Weak points: some parts are somehow dense,some elements feel underplayed.

Innocence, written by Dean Koontz, tells us the story of Addison and Gwyneth. He is a young man who suffers from a strange condition by which when people look at his face they feel and uncontrollable need to kill him; she is a young woman whose social phobia has kept her alone and isolated. In a world that despises them they will have to trust each other, but a change is coming, and the signs seem only obvious for these two outcasts.

There are two points that in my mind make Innocence a novel worth reading and one of them is its main characters. We are told the story from the point of view of Addison, an extraordinary and complex character that will captivate the readers from almost the first moment. Addison has been forced to live his whole life away from other people and the author manages to personified all the innocence but also all the maturity that comes by the singular life style of this character. Addison’s vision of the world matches perfectly with the character himself and his circumstances, and his reactions to everything that happens around him are believable, making him humane and a character in which the reader may find him/herself reflected only because Addison´s depth make him feel like a real human being despite his extraordinary circumstances. On the other hand, Gwyneth hasn’t lived as isolated as her male counterpart, her reclusion being her own choice because of her dislike to directly interact with other human beings, and this shows in her vocabulary and her behavior. The author has perfectly represented a young girl who has lost everything and has been forced the mature faster than anyone around her and even if we see her always from Addison point of view she shares his depth and his complexities making her a very difficult character to predict.

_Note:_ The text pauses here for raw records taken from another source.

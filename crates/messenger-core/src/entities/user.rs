//! User entity and the identity-provider profile it is created from

use chrono::{DateTime, Utc};

use crate::value_objects::Snowflake;

/// Display name used when the provider knows neither a name nor an email
pub const FALLBACK_USER_NAME: &str = "User";

/// Internal user record, keyed by the external identity it mirrors
#[derive(Debug, Clone, PartialEq, Eq)]
pub struct User {
    pub id: Snowflake,
    pub external_id: String,
    pub name: String,
    pub email: String,
    pub avatar: Option<String>,
    pub is_online: bool,
    pub created_at: DateTime<Utc>,
    pub updated_at: DateTime<Utc>,
}

impl User {
    /// Build a first-sight record from provider attributes
    pub fn from_profile(
        id: Snowflake,
        external_id: impl Into<String>,
        profile: &IdentityProfile,
    ) -> Self {
        let now = Utc::now();
        Self {
            id,
            external_id: external_id.into(),
            name: profile.display_name(),
            email: profile.primary_email().unwrap_or_default().to_string(),
            avatar: profile.image_url.clone(),
            is_online: false,
            created_at: now,
            updated_at: now,
        }
    }
}

/// A principal whose token has already been verified
#[derive(Debug, Clone, PartialEq, Eq)]
pub struct Principal {
    /// Subject assigned by the identity provider
    pub external_id: String,
    pub name: Option<String>,
    pub email: Option<String>,
    pub picture: Option<String>,
}

impl Principal {
    pub fn new(external_id: impl Into<String>) -> Self {
        Self {
            external_id: external_id.into(),
            name: None,
            email: None,
            picture: None,
        }
    }
}

/// Profile attributes as reported by the identity provider
#[derive(Debug, Clone, Default, PartialEq, Eq)]
pub struct IdentityProfile {
    pub first_name: Option<String>,
    pub last_name: Option<String>,
    pub emails: Vec<String>,
    pub image_url: Option<String>,
}

impl IdentityProfile {
    pub fn primary_email(&self) -> Option<&str> {
        self.emails.first().map(String::as_str).filter(|e| !e.is_empty())
    }

    /// "first last", else the email's local part, else [`FALLBACK_USER_NAME`]
    pub fn display_name(&self) -> String {
        if let Some(first) = self.first_name.as_deref().filter(|f| !f.trim().is_empty()) {
            let last = self.last_name.as_deref().unwrap_or_default();
            return format!("{first} {last}").trim().to_string();
        }

        self.primary_email()
            .and_then(|email| email.split('@').next())
            .filter(|local| !local.is_empty())
            .map_or_else(|| FALLBACK_USER_NAME.to_string(), str::to_string)
    }
}

#[cfg(test)]
mod tests {
    use super::*;

    fn profile(first: Option<&str>, last: Option<&str>, email: Option<&str>) -> IdentityProfile {
        IdentityProfile {
            first_name: first.map(String::from),
            last_name: last.map(String::from),
            emails: email.map(String::from).into_iter().collect(),
            image_url: Some("https://img.example/a.png".to_string()),
        }
    }

    #[test]
    fn test_display_name_prefers_full_name() {
        assert_eq!(profile(Some("Ada"), Some("Lovelace"), None).display_name(), "Ada Lovelace");
        assert_eq!(profile(Some("Ada"), None, Some("x@y.z")).display_name(), "Ada");
    }

    #[test]
    fn test_display_name_falls_back_to_email_local_part() {
        assert_eq!(profile(None, Some("L"), Some("ada@example.com")).display_name(), "ada");
    }

    #[test]
    fn test_display_name_last_resort() {
        assert_eq!(profile(None, None, None).display_name(), FALLBACK_USER_NAME);
        assert_eq!(profile(Some("  "), None, Some("@host")).display_name(), FALLBACK_USER_NAME);
    }

    #[test]
    fn test_user_from_profile() {
        let p = profile(Some("Ada"), None, Some("ada@example.com"));
        let user = User::from_profile(Snowflake::new(5), "ext_1", &p);
        assert_eq!(user.external_id, "ext_1");
        assert_eq!(user.name, "Ada");
        assert_eq!(user.email, "ada@example.com");
        assert_eq!(user.avatar.as_deref(), Some("https://img.example/a.png"));
        assert!(!user.is_online);
    }

    #[test]
    fn test_user_from_profile_without_email() {
        let user = User::from_profile(Snowflake::new(5), "ext_2", &IdentityProfile::default());
        assert_eq!(user.email, "");
        assert_eq!(user.name, FALLBACK_USER_NAME);
    }
}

Their development is not less perfect and beautiful than the characters themselves. The subtlety by which the author develops Addison and Gwyneth is astonishing to the point that it feels as the small changes that happen to a person we have been seeing every day for months: you don’t notice the changes immediately until the result is different enough but when you notice you recall the change step by step. The same happens in this novel, by the end you realize how much the characters have changed since the first pages. This development doesn’t feel forced and it seems to flow naturally as a sensible response to the events that occur around the characters. This development, so natural and complex at the same time, deepens the effect already created by the characters themselves in which we feel as if we were in the presence of real human beings opening their minds and hearts to us.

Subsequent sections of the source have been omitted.